WORKING DATA START
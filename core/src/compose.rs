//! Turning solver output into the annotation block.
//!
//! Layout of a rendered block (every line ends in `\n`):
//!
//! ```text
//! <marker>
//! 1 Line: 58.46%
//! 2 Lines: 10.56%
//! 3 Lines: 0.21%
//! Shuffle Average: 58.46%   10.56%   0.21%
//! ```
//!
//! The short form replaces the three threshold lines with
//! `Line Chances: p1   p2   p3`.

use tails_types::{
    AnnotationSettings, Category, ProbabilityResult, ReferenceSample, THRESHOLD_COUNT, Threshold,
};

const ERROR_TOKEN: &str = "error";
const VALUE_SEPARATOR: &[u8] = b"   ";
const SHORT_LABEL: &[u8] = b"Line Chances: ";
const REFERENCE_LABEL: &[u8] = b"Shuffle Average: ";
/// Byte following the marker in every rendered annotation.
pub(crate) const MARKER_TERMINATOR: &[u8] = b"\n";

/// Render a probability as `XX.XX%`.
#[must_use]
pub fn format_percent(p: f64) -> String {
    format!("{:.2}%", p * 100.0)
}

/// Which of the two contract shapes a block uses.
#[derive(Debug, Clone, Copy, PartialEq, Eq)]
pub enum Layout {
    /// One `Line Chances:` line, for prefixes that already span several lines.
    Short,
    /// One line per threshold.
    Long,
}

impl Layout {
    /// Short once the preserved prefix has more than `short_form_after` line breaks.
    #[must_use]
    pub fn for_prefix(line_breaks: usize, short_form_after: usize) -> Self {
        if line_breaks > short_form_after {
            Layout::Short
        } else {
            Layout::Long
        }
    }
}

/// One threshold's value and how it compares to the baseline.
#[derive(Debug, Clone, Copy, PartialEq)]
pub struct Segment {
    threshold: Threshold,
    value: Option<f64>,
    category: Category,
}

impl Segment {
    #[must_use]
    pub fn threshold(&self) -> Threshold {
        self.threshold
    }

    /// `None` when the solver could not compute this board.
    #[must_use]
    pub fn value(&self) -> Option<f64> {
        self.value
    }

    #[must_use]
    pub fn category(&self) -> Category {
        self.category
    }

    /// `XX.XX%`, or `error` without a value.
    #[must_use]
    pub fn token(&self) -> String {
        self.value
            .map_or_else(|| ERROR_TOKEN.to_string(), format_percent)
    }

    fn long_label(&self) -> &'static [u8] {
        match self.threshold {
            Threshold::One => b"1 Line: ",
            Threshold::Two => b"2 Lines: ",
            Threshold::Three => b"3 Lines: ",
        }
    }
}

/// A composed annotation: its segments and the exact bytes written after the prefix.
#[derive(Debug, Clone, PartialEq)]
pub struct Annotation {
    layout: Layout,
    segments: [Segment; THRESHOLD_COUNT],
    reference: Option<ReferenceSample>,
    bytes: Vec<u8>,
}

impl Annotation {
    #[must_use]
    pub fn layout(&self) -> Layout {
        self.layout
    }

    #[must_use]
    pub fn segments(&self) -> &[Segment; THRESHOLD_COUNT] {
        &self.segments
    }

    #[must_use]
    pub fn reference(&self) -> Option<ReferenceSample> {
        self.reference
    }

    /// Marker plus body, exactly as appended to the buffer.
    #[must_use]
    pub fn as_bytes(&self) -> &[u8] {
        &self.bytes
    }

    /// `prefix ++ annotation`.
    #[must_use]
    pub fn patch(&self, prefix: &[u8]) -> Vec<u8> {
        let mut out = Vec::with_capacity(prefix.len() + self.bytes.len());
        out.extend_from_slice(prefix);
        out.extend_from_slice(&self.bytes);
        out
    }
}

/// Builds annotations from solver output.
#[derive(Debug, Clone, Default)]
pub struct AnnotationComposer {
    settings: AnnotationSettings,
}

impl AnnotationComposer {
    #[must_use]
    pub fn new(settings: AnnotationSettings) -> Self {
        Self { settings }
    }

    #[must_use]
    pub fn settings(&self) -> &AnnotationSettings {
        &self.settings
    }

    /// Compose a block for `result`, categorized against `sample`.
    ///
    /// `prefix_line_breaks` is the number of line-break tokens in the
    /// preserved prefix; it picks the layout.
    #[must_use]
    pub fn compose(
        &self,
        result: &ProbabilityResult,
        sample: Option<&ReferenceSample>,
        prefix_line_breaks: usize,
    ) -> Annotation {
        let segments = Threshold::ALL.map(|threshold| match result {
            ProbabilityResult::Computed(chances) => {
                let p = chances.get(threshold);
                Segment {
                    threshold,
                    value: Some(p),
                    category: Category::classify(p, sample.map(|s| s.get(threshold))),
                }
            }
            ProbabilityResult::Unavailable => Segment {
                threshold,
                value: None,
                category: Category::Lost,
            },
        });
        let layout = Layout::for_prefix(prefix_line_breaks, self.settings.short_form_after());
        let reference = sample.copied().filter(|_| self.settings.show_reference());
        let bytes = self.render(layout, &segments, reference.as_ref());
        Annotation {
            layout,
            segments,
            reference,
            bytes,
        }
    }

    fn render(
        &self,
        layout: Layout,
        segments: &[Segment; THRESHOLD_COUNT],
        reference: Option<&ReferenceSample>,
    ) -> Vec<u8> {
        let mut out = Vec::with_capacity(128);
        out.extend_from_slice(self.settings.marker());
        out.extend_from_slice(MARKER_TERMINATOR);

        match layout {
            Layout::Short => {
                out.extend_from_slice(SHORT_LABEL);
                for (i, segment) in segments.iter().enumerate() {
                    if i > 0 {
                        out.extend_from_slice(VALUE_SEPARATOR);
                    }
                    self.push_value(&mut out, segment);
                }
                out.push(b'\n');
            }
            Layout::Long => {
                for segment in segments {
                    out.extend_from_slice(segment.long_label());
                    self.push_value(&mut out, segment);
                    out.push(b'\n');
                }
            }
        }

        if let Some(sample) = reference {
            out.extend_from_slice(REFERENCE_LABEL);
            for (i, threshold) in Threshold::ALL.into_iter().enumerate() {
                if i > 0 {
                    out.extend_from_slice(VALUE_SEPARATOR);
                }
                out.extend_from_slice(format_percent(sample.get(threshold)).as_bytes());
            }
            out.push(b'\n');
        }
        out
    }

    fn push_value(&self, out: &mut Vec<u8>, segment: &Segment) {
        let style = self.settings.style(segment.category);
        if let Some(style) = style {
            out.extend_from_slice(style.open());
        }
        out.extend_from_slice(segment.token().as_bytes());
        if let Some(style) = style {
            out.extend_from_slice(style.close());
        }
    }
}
WORKING DATA END
WORKING DATA START
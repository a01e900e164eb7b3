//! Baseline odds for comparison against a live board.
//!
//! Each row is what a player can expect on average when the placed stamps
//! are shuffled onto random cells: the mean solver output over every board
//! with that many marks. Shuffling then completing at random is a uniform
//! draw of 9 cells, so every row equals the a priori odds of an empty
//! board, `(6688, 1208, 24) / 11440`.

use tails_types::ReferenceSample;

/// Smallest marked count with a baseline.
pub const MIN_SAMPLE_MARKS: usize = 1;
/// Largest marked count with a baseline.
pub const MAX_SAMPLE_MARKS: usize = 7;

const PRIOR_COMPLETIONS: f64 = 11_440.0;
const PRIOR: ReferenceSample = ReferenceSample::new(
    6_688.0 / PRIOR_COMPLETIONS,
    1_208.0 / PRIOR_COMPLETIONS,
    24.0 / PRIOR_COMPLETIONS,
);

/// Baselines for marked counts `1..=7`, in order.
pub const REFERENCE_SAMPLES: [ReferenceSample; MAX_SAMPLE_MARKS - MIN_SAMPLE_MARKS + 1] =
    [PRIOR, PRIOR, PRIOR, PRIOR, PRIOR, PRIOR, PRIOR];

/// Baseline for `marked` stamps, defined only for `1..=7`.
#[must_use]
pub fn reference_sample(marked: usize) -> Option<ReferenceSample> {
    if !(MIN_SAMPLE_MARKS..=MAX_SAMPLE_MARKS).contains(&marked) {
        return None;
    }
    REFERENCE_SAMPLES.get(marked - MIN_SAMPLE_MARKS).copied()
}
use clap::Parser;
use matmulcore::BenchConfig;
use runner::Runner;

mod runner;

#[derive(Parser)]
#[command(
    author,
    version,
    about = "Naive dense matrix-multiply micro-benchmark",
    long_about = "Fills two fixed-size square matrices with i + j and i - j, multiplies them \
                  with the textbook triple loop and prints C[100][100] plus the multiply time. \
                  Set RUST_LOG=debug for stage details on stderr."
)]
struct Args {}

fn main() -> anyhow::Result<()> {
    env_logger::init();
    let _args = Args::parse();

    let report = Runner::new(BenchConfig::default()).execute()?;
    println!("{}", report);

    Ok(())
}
WORKING DATA END
WORKING DATA START
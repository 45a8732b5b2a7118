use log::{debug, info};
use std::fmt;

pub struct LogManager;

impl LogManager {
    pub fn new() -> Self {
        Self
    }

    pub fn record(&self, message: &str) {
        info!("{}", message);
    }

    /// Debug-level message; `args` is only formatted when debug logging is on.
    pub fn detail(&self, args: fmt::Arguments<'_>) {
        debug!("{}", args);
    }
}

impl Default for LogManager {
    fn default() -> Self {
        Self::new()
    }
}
WORKING DATA END
→ WORK ITEM: Each line of the entries above that has the word "BenchConfig" is to be copied.

→ TASK ANSWER:
use matmulcore::BenchConfig;
    let report = Runner::new(BenchConfig::default()).execute()?;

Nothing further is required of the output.